In my recent post, The Thing With Dinner..., we discussed the mayhem that generally (okay nightly) ensues upon my announcing that dinner is ready. Maybe this is normal, maybe its not, but its certainly a real thing that happens in our house. Except now Im thinking that there very well may be a THING with the shower too. And phonecalls. Any phonecall. My home could be a perfectly harmonious scene of domestic bliss, but the minute I turn on the shower it flips some imaginary switch in my children's heads. The switch that turns them from Happy to Beastly.
Its as if kids have a radar for these sort of things, yes? They could be playing/ coloring/ watching a cartoon without a care in the world for where I am or what Im doing, but the second I step into the shower there is, naturally, some kind of dire, desperate "emergency" (as my four year old assures me) that needs my immediate attention. I'll hear a pitter patter of feet and definitive shrieks as they both bolt into the bathroom with some kind of story to tell. "Mommy! Jaxon got pee water out of the toilet and he's putting it in the dog dish!" (Oh yes. You know its true). Or, "You better hurry- he's coloring on the counter again!" or any number of other ridiculous personal offenses- you know the type- "he's staring at me", "He keeps touching me!", etc etc. And poor Jax, bless his heart, cant ever seem to get out more than a frustrated "Mommy! No! Bella!" followed by accusatory pointing and helpless shoulder slumping.
And its never when Im almost done showering. Its always right as Im soaping up my face and cant see, or right as Im attempting to shave my legs. These same shenanigans seem to apply to whenever my phone rings with an important phonecall. A perfectly quiet room can get turned upside down in ten seconds flat. I've made peace with the fact that until the kids are a tiny bit older, there really is no sacred place left in the house for a mother. Not even the bathroom. Especially not the bathroom.

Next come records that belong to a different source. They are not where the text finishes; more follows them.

//! Judge scoring rules
//!
//! Everything between a raw judge response and a ranked [`JudgeResult`] is a
//! pure function in this module: parsing, evidence localization, objective
//! correction, diversity penalty, ranking and consensus aggregation. The
//! application layer only supplies the model calls.

pub mod consensus;
pub mod evidence;
pub mod objective;
pub mod panel;
pub mod parsing;
pub mod ranking;
pub mod score;
pub mod similarity;
pub mod verdict;
pub mod weights;

pub use consensus::{aggregate_panels, disagreement_index, median, panel_agreement};
pub use evidence::locate_quote;
pub use objective::{ObjectiveMode, apply_objective, coding_verification_score};
pub use panel::{ScoringPolicy, corrected_scores, score_panel, similarity_map};
pub use parsing::{JudgeParseError, ParsedAgentScore, ParsedJudgeOutput, parse_judge_response};
pub use ranking::{compare_scores, rank, select_winner};
pub use score::{
    Evidence, EvidenceSpan, JudgeScore, Metric, MetricEvidence, MetricScores,
    ObjectiveAdjustment, TOTAL_MAX, penalized_total, weighted_total,
};
pub use similarity::{
    DEFAULT_PENALTY_FACTOR, DEFAULT_SIMILARITY_THRESHOLD, DiversityPolicy, jaccard,
    max_similarities, tokenize,
};
pub use verdict::{ConfidenceLevel, JudgeMode, JudgeResult, PanelRun};
pub use weights::WeightVector;
//! Application layer for agent-arena
//!
//! This crate contains use cases, port definitions, and application configuration.
//! It depends only on the domain layer.

pub mod config;
pub mod ports;
pub mod use_cases;

// Re-export commonly used types
pub use config::{AgentLimits, ArenaConfig, JudgeSettings, LearningSettings};
pub use ports::{
    agent_executor::{AgentExecutor, AgentRequest, ReasoningStepSink},
    classifier::DomainClassifier,
    composite_progress::CompositeProgress,
    learning_store::{DEFAULT_BASELINE, LearningStore, RaceHistory},
    llm_gateway::{GatewayError, LlmGateway, LlmReply, LlmSession},
    persistence::{NoPersistence, PersistenceError, PersistenceRecord, PersistenceSink},
    progress::{NoProgress, ProgressNotifier},
};
pub use use_cases::judge::{JudgeEngine, JudgeError, JudgeRequest};
pub use use_cases::learn::{LearnRequest, LearningEngine, LearningOutcome};
pub use use_cases::run_race::{RaceOutcome, RunRaceError, RunRaceInput, RunRaceUseCase};
//! Reference [`AgentExecutor`]: one persona-prompted model session per agent

use super::transcript::parse_transcript;
use arena_application::ports::agent_executor::{AgentExecutor, AgentRequest, ReasoningStepSink};
use arena_application::ports::llm_gateway::LlmGateway;
use arena_domain::prompt::FINAL_ANSWER_MARKER;
use arena_domain::{AgentPromptTemplate, AgentRunResult, ReasoningStep, RunCost};
use async_trait::async_trait;
use std::sync::Arc;
use std::time::Instant;
use tracing::{debug, warn};

/// Runs agents as plain chat sessions.
///
/// The persona's system prompt asks for `Step N:` lines and a final answer.
/// When a reply stops before the final answer, the session is asked to
/// continue, up to the request's `max_turns`. Tools named by the plan are
/// advertised in the prompt only; no tool is executed, so telemetry stays
/// empty.
pub struct LlmAgentExecutor {
    gateway: Arc<dyn LlmGateway>,
}

impl LlmAgentExecutor {
    pub fn new(gateway: Arc<dyn LlmGateway>) -> Self {
        Self { gateway }
    }

    fn continue_prompt() -> String {
        format!(
            "Continue from your last step. Finish with a line '{}' followed by your complete answer.",
            FINAL_ANSWER_MARKER
        )
    }
}

#[async_trait]
impl AgentExecutor for LlmAgentExecutor {
    async fn execute(&self, request: AgentRequest, sink: ReasoningStepSink) -> AgentRunResult {
        let started = Instant::now();
        let slot = &request.slot;
        let system = AgentPromptTemplate::agent_system(slot.persona, &request.tools);

        let session = match self
            .gateway
            .create_session_with_system_prompt(&slot.model, &system)
            .await
        {
            Ok(session) => session,
            Err(e) => {
                warn!(agent = %slot.agent_id, "Failed to open session: {}", e);
                return AgentRunResult::failure(&slot.agent_id, slot.persona, e.to_string());
            }
        };

        let mut steps: Vec<ReasoningStep> = Vec::new();
        let mut tokens = 0u64;
        let mut message = request.prompt.clone();
        let max_turns = request.max_turns.max(1);

        for turn in 1..=max_turns {
            let reply = match session.send_with_usage(&message).await {
                Ok(reply) => reply,
                Err(e) => {
                    warn!(agent = %slot.agent_id, turn, "Agent request failed: {}", e);
                    return AgentRunResult::failure(&slot.agent_id, slot.persona, e.to_string())
                        .with_cost(cost(tokens, started));
                }
            };
            tokens += reply.tokens;

            let transcript = parse_transcript(&reply.text);
            debug!(
                agent = %slot.agent_id,
                turn,
                steps = transcript.steps.len(),
                finished = transcript.final_answer.is_some(),
                "Agent turn parsed"
            );
            steps.extend(transcript.steps.iter().map(|thought| sink.emit(thought.as_str())));

            if let Some(answer) = transcript.final_answer {
                return AgentRunResult::success(&slot.agent_id, slot.persona, answer, steps)
                    .with_cost(cost(tokens, started));
            }

            // a model ignoring the format entirely still produced an answer
            if steps.is_empty() && !reply.text.trim().is_empty() {
                return AgentRunResult::success(
                    &slot.agent_id,
                    slot.persona,
                    reply.text.trim(),
                    steps,
                )
                .with_cost(cost(tokens, started));
            }

            message = Self::continue_prompt();
        }

        AgentRunResult::failure(
            &slot.agent_id,
            slot.persona,
            format!("no final answer after {} turns", max_turns),
        )
        .with_cost(cost(tokens, started))
    }
}

fn cost(tokens: u64, started: Instant) -> RunCost {
    RunCost {
        tokens,
        duration_ms: u64::try_from(started.elapsed().as_millis()).unwrap_or(u64::MAX),
    }
}
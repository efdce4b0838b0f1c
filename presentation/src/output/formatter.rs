//! Output formatter trait

use arena_application::RaceOutcome;

/// Trait for formatting race outcomes
pub trait OutputFormatter {
    /// Format the complete outcome
    fn format(&self, outcome: &RaceOutcome) -> String;

    /// Format as JSON
    fn format_json(&self, outcome: &RaceOutcome) -> String;

    /// Format the winning answer only (concise output)
    fn format_winner_only(&self, outcome: &RaceOutcome) -> String;
}
//! Application-level configuration.
//!
//! [`ArenaConfig`] is the runtime view of everything a race needs: agent
//! line-up and limits, judge policy, gate thresholds and learning switches.
//! The infrastructure config loader builds it from files and environment.

use arena_domain::{AgentSlot, ConfidenceGate, DiversityPolicy, Model, Persona, WeightVector};
use arena_domain::learning::DEFAULT_QUALITY_THRESHOLD;
use std::time::Duration;

/// Agent line-up and per-agent limits
#[derive(Debug, Clone)]
pub struct AgentLimits {
    pub slots: Vec<AgentSlot>,
    /// Deadline for each agent execution
    pub timeout: Duration,
    pub max_turns: u32,
}

impl Default for AgentLimits {
    fn default() -> Self {
        Self {
            slots: AgentSlot::lineup(&Persona::default_lineup(), &Model::default_agent()),
            timeout: Duration::from_secs(120),
            max_turns: 8,
        }
    }
}

#[derive(Debug, Clone)]
pub struct JudgeSettings {
    pub model: Model,
    pub diversity: DiversityPolicy,
    /// Panels per consensus verdict
    pub panel_count: usize,
    /// Replaces the category's default weights when set
    pub weights: Option<WeightVector>,
}

impl Default for JudgeSettings {
    fn default() -> Self {
        Self {
            model: Model::default_judge(),
            diversity: DiversityPolicy::default(),
            panel_count: 3,
            weights: None,
        }
    }
}

#[derive(Debug, Clone)]
pub struct LearningSettings {
    pub enabled: bool,
    /// Minimum winner total (out of 40) worth learning from
    pub quality_threshold: u8,
    /// Minimum success rate for a pattern to reach future prompts
    pub min_pattern_success: f64,
    /// Patterns injected into one prompt
    pub max_patterns: usize,
}

impl Default for LearningSettings {
    fn default() -> Self {
        Self {
            enabled: true,
            quality_threshold: DEFAULT_QUALITY_THRESHOLD,
            min_pattern_success: 0.7,
            max_patterns: 3,
        }
    }
}

/// Runtime configuration of a race
#[derive(Debug, Clone, Default)]
pub struct ArenaConfig {
    pub agents: AgentLimits,
    pub judge: JudgeSettings,
    pub gate: ConfidenceGate,
    pub learning: LearningSettings,
}

impl ArenaConfig {
    /// Reject settings a race cannot run with
    pub fn validate(&self) -> Result<(), String> {
        if self.agents.slots.is_empty() {
            return Err("no agent slots configured".to_string());
        }
        if self.agents.timeout.is_zero() {
            return Err("agent timeout must be positive".to_string());
        }
        if self.judge.panel_count == 0 {
            return Err("judge panel count must be at least 1".to_string());
        }
        let d = &self.judge.diversity;
        if !(0.0..=1.0).contains(&d.threshold) {
            return Err(format!("diversity threshold {} outside [0,1]", d.threshold));
        }
        if !(0.0..=1.0).contains(&d.factor) {
            return Err(format!("penalty factor {} outside [0,1]", d.factor));
        }
        let g = &self.gate.thresholds;
        if g.min_total > 40 {
            return Err(format!("gate min_total {} exceeds 40", g.min_total));
        }
        if !(0.0..=10.0).contains(&g.min_accuracy) {
            return Err(format!("gate min_accuracy {} outside [0,10]", g.min_accuracy));
        }
        if self.learning.quality_threshold > 40 {
            return Err(format!(
                "learning quality threshold {} exceeds 40",
                self.learning.quality_threshold
            ));
        }
        Ok(())
    }
}

#[cfg(test)]
mod tests {
    use super::*;

    #[test]
    fn test_defaults_are_valid() {
        let config = ArenaConfig::default();
        assert!(config.validate().is_ok());
        assert_eq!(config.agents.slots.len(), 3);
        assert_eq!(config.judge.panel_count, 3);
        assert_eq!(config.learning.quality_threshold, 25);
        assert!(config.gate.enabled);
    }

    #[test]
    fn test_rejects_empty_lineup_and_zero_panels() {
        let mut config = ArenaConfig::default();
        config.agents.slots.clear();
        assert_eq!(config.validate().unwrap_err(), "no agent slots configured");

        let mut config = ArenaConfig::default();
        config.judge.panel_count = 0;
        assert!(config.validate().is_err());
    }

    #[test]
    fn test_rejects_out_of_range_thresholds() {
        let mut config = ArenaConfig::default();
        config.judge.diversity.threshold = 1.5;
        assert!(config.validate().is_err());

        let mut config = ArenaConfig::default();
        config.gate.thresholds.min_accuracy = 11.0;
        assert!(config.validate().is_err());
    }
}
//! Learning catalogue and race history ports
//!
//! The learning catalogue is long-lived state shared across races. It is only
//! ever read and upserted through [`LearningStore`]; the EMA update itself
//! lives in [`arena_domain::LearningRecord::apply`].

use super::persistence::PersistenceError;
use arena_domain::{LearningKey, LearningRecord, TaskCategory};
use async_trait::async_trait;

/// Baseline used for a category with no recorded winners
pub const DEFAULT_BASELINE: f64 = 20.0;

#[async_trait]
pub trait LearningStore: Send + Sync {
    /// Patterns for `category` with success rate ≥ `min_success_rate`,
    /// best first, at most `limit`
    async fn top_patterns(
        &self,
        category: TaskCategory,
        min_success_rate: f64,
        limit: usize,
    ) -> Result<Vec<String>, PersistenceError>;

    /// The record whose key matches `key` (persona by substring)
    async fn find(&self, key: &LearningKey) -> Result<Option<LearningRecord>, PersistenceError>;

    /// Insert or replace the record with a matching key
    async fn upsert(&self, record: LearningRecord) -> Result<(), PersistenceError>;

    async fn records(&self) -> Result<Vec<LearningRecord>, PersistenceError>;
}

/// Historical winning totals per category
#[async_trait]
pub trait RaceHistory: Send + Sync {
    /// Mean historical winning total, or [`DEFAULT_BASELINE`] without history
    async fn category_baseline(&self, category: TaskCategory) -> f64;

    async fn record_winning_total(
        &self,
        category: TaskCategory,
        total: u8,
    ) -> Result<(), PersistenceError>;
}
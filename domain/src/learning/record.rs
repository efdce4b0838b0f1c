//! Learning records and their EMA update

use crate::core::category::TaskCategory;
use crate::gate::ConfidenceGateDecision;
use crate::scoring::TOTAL_MAX;
use chrono::{DateTime, Utc};
use serde::{Deserialize, Serialize};

/// Minimum winner total (out of 40) worth learning from
pub const DEFAULT_QUALITY_THRESHOLD: u8 = 25;
/// Weight kept from the previous success rate on each update
pub const EMA_RETAIN: f64 = 0.8;

/// Identity of one transfer: who learns what from whom
#[derive(Debug, Clone, PartialEq, Eq, Hash, Serialize, Deserialize)]
pub struct LearningKey {
    pub target_agent: String,
    pub source_agent: String,
    pub category: TaskCategory,
    pub persona: String,
}

impl LearningKey {
    pub fn new(
        target_agent: impl Into<String>,
        source_agent: impl Into<String>,
        category: TaskCategory,
        persona: impl Into<String>,
    ) -> Self {
        Self {
            target_agent: target_agent.into(),
            source_agent: source_agent.into(),
            category,
            persona: persona.into(),
        }
    }

    /// Same agents and category; personas match when either contains the other
    pub fn matches(&self, other: &LearningKey) -> bool {
        if self.target_agent != other.target_agent
            || self.source_agent != other.source_agent
            || self.category != other.category
        {
            return false;
        }
        let a = self.persona.to_lowercase();
        let b = other.persona.to_lowercase();
        a.contains(&b) || b.contains(&a)
    }
}

/// Accumulated outcome of one transfer key
#[derive(Debug, Clone, PartialEq, Serialize, Deserialize)]
pub struct LearningRecord {
    pub key: LearningKey,
    pub pattern: String,
    pub applications: u32,
    pub successes: u32,
    /// Exponentially weighted quality in [0,1]
    pub success_rate: f64,
    pub avg_lift: f64,
    pub lift_samples: u32,
    pub updated_at: DateTime<Utc>,
}

impl LearningRecord {
    pub fn new(key: LearningKey, pattern: impl Into<String>) -> Self {
        Self {
            key,
            pattern: pattern.into(),
            applications: 0,
            successes: 0,
            success_rate: 0.0,
            avg_lift: 0.0,
            lift_samples: 0,
            updated_at: Utc::now(),
        }
    }

    /// Fold one observed winner into the record.
    ///
    /// `quality` is `total / 40`. The first sample seeds the rate; later
    /// samples update it as `0.8 · old + 0.2 · quality`. Lift is a running
    /// mean over every sample.
    pub fn apply(&mut self, pattern: &str, winner_total: u8, lift: f64, quality_threshold: u8) {
        let quality = f64::from(winner_total) / f64::from(TOTAL_MAX);
        let success_floor = f64::from(quality_threshold) / f64::from(TOTAL_MAX);

        self.success_rate = if self.applications == 0 {
            quality
        } else {
            EMA_RETAIN * self.success_rate + (1.0 - EMA_RETAIN) * quality
        };
        self.applications += 1;
        if quality >= success_floor {
            self.successes += 1;
        }

        self.lift_samples += 1;
        self.avg_lift += (lift - self.avg_lift) / f64::from(self.lift_samples);

        self.pattern = pattern.to_string();
        self.updated_at = Utc::now();
    }
}

/// Why learning must not run for this verdict, or `None` when it may
pub fn learning_skip_reason(
    gate: &ConfidenceGateDecision,
    winner_total: u8,
    quality_threshold: u8,
) -> Option<String> {
    if !gate.passed {
        return Some(format!("confidence gate failed: {}", gate.reason));
    }
    if winner_total < quality_threshold {
        return Some(format!(
            "winner total {} below quality threshold {}",
            winner_total, quality_threshold
        ));
    }
    None
}

#[cfg(test)]
mod tests {
    use super::*;
    use crate::gate::GateThresholds;

    fn key(persona: &str) -> LearningKey {
        LearningKey::new("agent-2", "agent-1", TaskCategory::Math, persona)
    }

    fn gate(passed: bool) -> ConfidenceGateDecision {
        ConfidenceGateDecision {
            enabled: true,
            passed,
            winner_total: 30,
            winner_accuracy: 8.0,
            margin: if passed { 4 } else { 1 },
            thresholds: GateThresholds::default(),
            reason: if passed {
                "all confidence thresholds met".to_string()
            } else {
                "margin 1 < 2".to_string()
            },
        }
    }

    #[test]
    fn test_persona_substring_match() {
        assert!(key("analytical").matches(&key("Analytical-v2")));
        assert!(key("analytical-v2").matches(&key("analytical")));
        assert!(!key("analytical").matches(&key("lateral")));

        let other_category = LearningKey::new("agent-2", "agent-1", TaskCategory::Coding, "analytical");
        assert!(!key("analytical").matches(&other_category));
    }

    #[test]
    fn test_first_sample_seeds_rate() {
        let mut record = LearningRecord::new(key("analytical"), "");
        record.apply("p", 32, 12.0, DEFAULT_QUALITY_THRESHOLD);
        assert_eq!(record.applications, 1);
        assert_eq!(record.successes, 1);
        assert!((record.success_rate - 0.8).abs() < 1e-12);
        assert_eq!(record.avg_lift, 12.0);
        assert_eq!(record.pattern, "p");
    }

    #[test]
    fn test_ema_and_running_lift() {
        let mut record = LearningRecord::new(key("analytical"), "");
        record.apply("p", 32, 12.0, DEFAULT_QUALITY_THRESHOLD);
        record.apply("p", 20, 0.0, DEFAULT_QUALITY_THRESHOLD);
        // 0.8 * 0.8 + 0.2 * 0.5
        assert!((record.success_rate - 0.74).abs() < 1e-12);
        assert_eq!(record.applications, 2);
        assert_eq!(record.successes, 1);
        assert_eq!(record.lift_samples, 2);
        assert!((record.avg_lift - 6.0).abs() < 1e-12);
    }

    #[test]
    fn test_skip_reasons() {
        assert!(learning_skip_reason(&gate(true), 30, 25).is_none());
        assert_eq!(
            learning_skip_reason(&gate(true), 24, 25).unwrap(),
            "winner total 24 below quality threshold 25"
        );
        let failed = learning_skip_reason(&gate(false), 35, 25).unwrap();
        assert!(failed.contains("margin 1 < 2"));
    }
}
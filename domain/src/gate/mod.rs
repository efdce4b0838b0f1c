//! Confidence gate
//!
//! Decides whether a verdict is trustworthy enough to learn from. The gate
//! never changes the winner; it only annotates the verdict and guards the
//! learning loop.

use crate::scoring::{ConfidenceLevel, JudgeResult};
use serde::{Deserialize, Serialize};

/// Coverage the winner needs for a high confidence level
pub const HIGH_CONFIDENCE_COVERAGE: f64 = 0.75;
/// Highest disagreement index still compatible with high confidence
pub const HIGH_CONFIDENCE_MAX_DISAGREEMENT: f64 = 0.12;

/// Minimums a winner must reach
#[derive(Debug, Clone, Copy, PartialEq, Serialize, Deserialize)]
pub struct GateThresholds {
    pub min_total: u8,
    pub min_margin: u8,
    pub min_accuracy: f64,
}

impl Default for GateThresholds {
    fn default() -> Self {
        Self {
            min_total: 26,
            min_margin: 2,
            min_accuracy: 6.5,
        }
    }
}

#[derive(Debug, Clone, Copy, PartialEq, Serialize, Deserialize)]
pub struct ConfidenceGate {
    pub enabled: bool,
    pub thresholds: GateThresholds,
}

impl Default for ConfidenceGate {
    fn default() -> Self {
        Self {
            enabled: true,
            thresholds: GateThresholds::default(),
        }
    }
}

/// Outcome of gating one verdict
#[derive(Debug, Clone, PartialEq, Serialize, Deserialize)]
pub struct ConfidenceGateDecision {
    pub enabled: bool,
    pub passed: bool,
    pub winner_total: u8,
    pub winner_accuracy: f64,
    /// Winner total minus runner-up total (the winner total when unopposed)
    pub margin: u8,
    pub thresholds: GateThresholds,
    pub reason: String,
}

impl ConfidenceGate {
    pub fn disabled() -> Self {
        Self {
            enabled: false,
            ..Self::default()
        }
    }

    pub fn with_thresholds(thresholds: GateThresholds) -> Self {
        Self {
            enabled: true,
            thresholds,
        }
    }

    pub fn evaluate(&self, judge: &JudgeResult) -> ConfidenceGateDecision {
        let (winner_total, winner_accuracy) = judge
            .winner()
            .map(|w| (w.total, w.metrics.accuracy))
            .unwrap_or((0, 0.0));
        let margin = match judge.runner_up() {
            Some(runner_up) => winner_total.saturating_sub(runner_up.total),
            None => winner_total,
        };

        let mut decision = ConfidenceGateDecision {
            enabled: self.enabled,
            passed: true,
            winner_total,
            winner_accuracy,
            margin,
            thresholds: self.thresholds,
            reason: String::new(),
        };

        if !self.enabled {
            decision.reason = "confidence gate disabled".to_string();
            return decision;
        }

        let t = &self.thresholds;
        let mut violations = Vec::new();
        if winner_total < t.min_total {
            violations.push(format!("total {} < {}", winner_total, t.min_total));
        }
        if margin < t.min_margin {
            violations.push(format!("margin {} < {}", margin, t.min_margin));
        }
        if winner_accuracy < t.min_accuracy {
            violations.push(format!(
                "accuracy {:.2} < {:.2}",
                winner_accuracy, t.min_accuracy
            ));
        }

        if violations.is_empty() {
            decision.reason = "all confidence thresholds met".to_string();
        } else {
            decision.passed = false;
            decision.reason = violations.join("; ");
        }
        decision
    }
}

/// Confidence level of a gated verdict
pub fn derive_confidence_level(
    decision: &ConfidenceGateDecision,
    judge: &JudgeResult,
) -> ConfidenceLevel {
    if !decision.passed {
        ConfidenceLevel::Low
    } else if judge.evidence_coverage >= HIGH_CONFIDENCE_COVERAGE
        && judge.disagreement_index <= HIGH_CONFIDENCE_MAX_DISAGREEMENT
    {
        ConfidenceLevel::High
    } else {
        ConfidenceLevel::Medium
    }
}
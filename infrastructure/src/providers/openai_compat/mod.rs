//! OpenAI-compatible chat-completions gateway
//!
//! Works against any endpoint that speaks `POST {base_url}/chat/completions`
//! with bearer authentication: OpenAI itself, Azure-style proxies, vLLM,
//! Ollama and similar local servers.

mod session;
mod types;

pub use session::OpenAiCompatSession;

use crate::config::FileProviderConfig;
use arena_application::ports::llm_gateway::{GatewayError, LlmGateway, LlmSession};
use arena_domain::Model;
use async_trait::async_trait;
use session::Endpoint;
use std::sync::Arc;
use std::time::Duration;
use tracing::info;

/// Resolved connection settings
#[derive(Debug, Clone)]
pub struct OpenAiCompatConfig {
    pub base_url: String,
    pub api_key: String,
    pub max_tokens: u32,
    pub request_timeout: Duration,
}

impl OpenAiCompatConfig {
    /// Resolve settings from the `[provider]` section.
    ///
    /// Fails with [`GatewayError::Configuration`] when no API key is found.
    pub fn from_file_config(config: &FileProviderConfig) -> Result<Self, GatewayError> {
        let api_key = config.resolve_api_key().ok_or_else(|| {
            GatewayError::Configuration(format!(
                "API key not found: set {} or provider.api_key",
                config.api_key_env
            ))
        })?;
        Ok(Self {
            base_url: config.base_url.clone(),
            api_key,
            max_tokens: config.max_tokens,
            request_timeout: config.request_timeout(),
        })
    }

    fn completions_url(&self) -> String {
        format!("{}/chat/completions", self.base_url.trim_end_matches('/'))
    }
}

pub struct OpenAiCompatGateway {
    endpoint: Arc<Endpoint>,
}

impl OpenAiCompatGateway {
    pub fn new(config: OpenAiCompatConfig) -> Result<Self, GatewayError> {
        let client = reqwest::Client::builder()
            .timeout(config.request_timeout)
            .build()
            .map_err(|e| GatewayError::Configuration(format!("HTTP client: {}", e)))?;

        let completions_url = config.completions_url();
        info!(url = %completions_url, "OpenAI-compatible gateway initialized");

        Ok(Self {
            endpoint: Arc::new(Endpoint {
                client,
                completions_url,
                api_key: config.api_key,
                max_tokens: config.max_tokens,
            }),
        })
    }

    pub fn from_file_config(config: &FileProviderConfig) -> Result<Self, GatewayError> {
        Self::new(OpenAiCompatConfig::from_file_config(config)?)
    }

    pub fn completions_url(&self) -> &str {
        &self.endpoint.completions_url
    }
}

#[async_trait]
impl LlmGateway for OpenAiCompatGateway {
    async fn create_session(&self, model: &Model) -> Result<Box<dyn LlmSession>, GatewayError> {
        Ok(Box::new(OpenAiCompatSession::new(
            self.endpoint.clone(),
            model.clone(),
            None,
        )))
    }

    async fn create_session_with_system_prompt(
        &self,
        model: &Model,
        system_prompt: &str,
    ) -> Result<Box<dyn LlmSession>, GatewayError> {
        Ok(Box::new(OpenAiCompatSession::new(
            self.endpoint.clone(),
            model.clone(),
            Some(system_prompt),
        )))
    }
}

#[cfg(test)]
mod tests {
    use super::*;

    fn provider(api_key: Option<&str>) -> FileProviderConfig {
        FileProviderConfig {
            base_url: "http://localhost:11434/v1/".to_string(),
            api_key_env: "ARENA_TEST_UNSET_KEY_VAR".to_string(),
            api_key: api_key.map(str::to_string),
            ..Default::default()
        }
    }

    #[test]
    fn test_missing_key_is_configuration_error() {
        let result = OpenAiCompatGateway::from_file_config(&provider(None));
        assert!(matches!(result, Err(GatewayError::Configuration(_))));
    }

    #[test]
    fn test_completions_url_strips_trailing_slash() {
        let gateway = OpenAiCompatGateway::from_file_config(&provider(Some("sk-local"))).unwrap();
        assert_eq!(
            gateway.completions_url(),
            "http://localhost:11434/v1/chat/completions"
        );
    }

    #[tokio::test]
    async fn test_session_carries_model() {
        let gateway = OpenAiCompatGateway::from_file_config(&provider(Some("sk-local"))).unwrap();
        let session = gateway
            .create_session_with_system_prompt(&Model::Gpt4o, "judge")
            .await
            .unwrap();
        assert_eq!(session.model(), &Model::Gpt4o);
    }
}
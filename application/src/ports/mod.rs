//! Port definitions (interfaces for external adapters)
//!
//! Ports define the contracts that infrastructure adapters must implement.

pub mod agent_executor;
pub mod classifier;
pub mod composite_progress;
pub mod learning_store;
pub mod llm_gateway;
pub mod persistence;
pub mod progress;
//! Wire types for the OpenAI-compatible chat-completions API
//!
//! Only the fields the arena reads or writes are modeled; unknown response
//! fields are ignored.

use arena_application::ports::llm_gateway::{GatewayError, LlmReply};
use serde::{Deserialize, Serialize};

#[derive(Debug, Clone, PartialEq, Serialize, Deserialize)]
pub struct ChatMessage {
    pub role: String,
    pub content: String,
}

impl ChatMessage {
    pub fn system(content: impl Into<String>) -> Self {
        Self {
            role: "system".to_string(),
            content: content.into(),
        }
    }

    pub fn user(content: impl Into<String>) -> Self {
        Self {
            role: "user".to_string(),
            content: content.into(),
        }
    }

    pub fn assistant(content: impl Into<String>) -> Self {
        Self {
            role: "assistant".to_string(),
            content: content.into(),
        }
    }
}

#[derive(Debug, Serialize)]
pub struct ChatRequest<'a> {
    pub model: &'a str,
    pub messages: &'a [ChatMessage],
    pub max_tokens: u32,
}

#[derive(Debug, Deserialize)]
pub struct ChatResponse {
    #[serde(default)]
    pub choices: Vec<ChatChoice>,
    #[serde(default)]
    pub usage: Option<ChatUsage>,
}

#[derive(Debug, Deserialize)]
pub struct ChatChoice {
    pub message: ChatChoiceMessage,
}

#[derive(Debug, Deserialize)]
pub struct ChatChoiceMessage {
    #[serde(default)]
    pub content: Option<String>,
}

#[derive(Debug, Deserialize)]
pub struct ChatUsage {
    #[serde(default)]
    pub total_tokens: u64,
}

/// Convert a chat-completions response into a reply.
///
/// A response without choices or without text is a failed request.
pub fn convert_response(response: ChatResponse) -> Result<LlmReply, GatewayError> {
    let tokens = response.usage.map(|u| u.total_tokens).unwrap_or(0);
    let text = response
        .choices
        .into_iter()
        .next()
        .and_then(|c| c.message.content)
        .filter(|t| !t.trim().is_empty())
        .ok_or_else(|| GatewayError::RequestFailed("Empty completion in response".to_string()))?;
    Ok(LlmReply { text, tokens })
}

/// Map a transport-level error onto the gateway taxonomy
pub fn convert_reqwest_error(error: &reqwest::Error) -> GatewayError {
    if error.is_timeout() {
        GatewayError::Timeout
    } else if error.is_connect() {
        GatewayError::ConnectionError(error.to_string())
    } else {
        GatewayError::RequestFailed(error.to_string())
    }
}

This morning Bigger One was off to preschool so I let Littler One play around in my bathroom while I showered. One by one, random objects started to appear at my feet. A rubber band. A bracelet. An earring. He'd found a tiny crack at the bottom of the glass door and was quite please with himself for finding things that would fit through that very spot. Clever boy. I had to chuckle. So what if I consider it a small personal victory to have shaved the front AND backs of my legs before date night. A victory's a victory. And hey, we can't have it ALL together ALL the time, right?...Right?